-- The data --
* * * *
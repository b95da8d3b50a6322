//! Visual styling for the constellation: colors, glow and stroke widths.

/// RGBA color representation.
#[derive(Clone, Copy, Debug, PartialEq)]
pub struct Color {
	pub r: u8,
	pub g: u8,
	pub b: u8,
	pub a: f64,
}

impl Color {
	pub const WHITE: Color = Color::rgb(255, 255, 255);
	pub const GOLD: Color = Color::rgb(255, 215, 0);

	pub const fn rgb(r: u8, g: u8, b: u8) -> Self {
		Self { r, g, b, a: 1.0 }
	}

	pub const fn rgba(r: u8, g: u8, b: u8, a: f64) -> Self {
		Self { r, g, b, a }
	}

	/// Same color with alpha replaced, clamped to [0, 1].
	pub fn with_alpha(self, a: f64) -> Self {
		Self {
			a: a.clamp(0.0, 1.0),
			..self
		}
	}

	pub fn to_css(self) -> String {
		if (self.a - 1.0).abs() < 0.001 {
			format!("#{:02x}{:02x}{:02x}", self.r, self.g, self.b)
		} else {
			format!("rgba({}, {}, {}, {})", self.r, self.g, self.b, self.a)
		}
	}
}

/// How a glowing dot is drawn. Blur grows with the particle's opacity.
#[derive(Clone, Debug)]
pub struct ParticleStyle {
	pub fill: Color,
	pub glow: Color,
	/// Outer disc glow: `blur + opacity * blur_gain`.
	pub outer_blur: f64,
	pub outer_blur_gain: f64,
	/// Inner core radius as a fraction of the particle radius.
	pub core_ratio: f64,
	pub core_blur: f64,
	pub core_blur_gain: f64,
}

/// Stroke style shared by links and shooting stars.
#[derive(Clone, Debug)]
pub struct LineStyle {
	/// Base color; alpha is replaced per line.
	pub color: Color,
	pub width: f64,
	pub glow: Color,
	pub glow_blur: f64,
}

/// Complete visual theme.
#[derive(Clone, Debug)]
pub struct Theme {
	pub particle: ParticleStyle,
	pub link: LineStyle,
	pub shooting_star: LineStyle,
}

impl Theme {
	/// White points with a gold halo.
	pub fn gold() -> Self {
		Self {
			particle: ParticleStyle {
				fill: Color::WHITE,
				glow: Color::GOLD,
				outer_blur: 15.0,
				outer_blur_gain: 20.0,
				core_ratio: 0.6,
				core_blur: 25.0,
				core_blur_gain: 15.0,
			},
			link: LineStyle {
				color: Color::WHITE,
				width: 1.2,
				glow: Color::GOLD,
				glow_blur: 10.0,
			},
			shooting_star: LineStyle {
				color: Color::WHITE,
				width: 2.0,
				glow: Color::GOLD,
				glow_blur: 15.0,
			},
		}
	}
}

impl Default for Theme {
	fn default() -> Self {
		Self::gold()
	}
}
* * * *
-- Your instructions --
Among the records above, find the lines where the word "impl" appears and copy them.

-- Response to this task --
impl Color {
impl Theme {
impl Default for Theme {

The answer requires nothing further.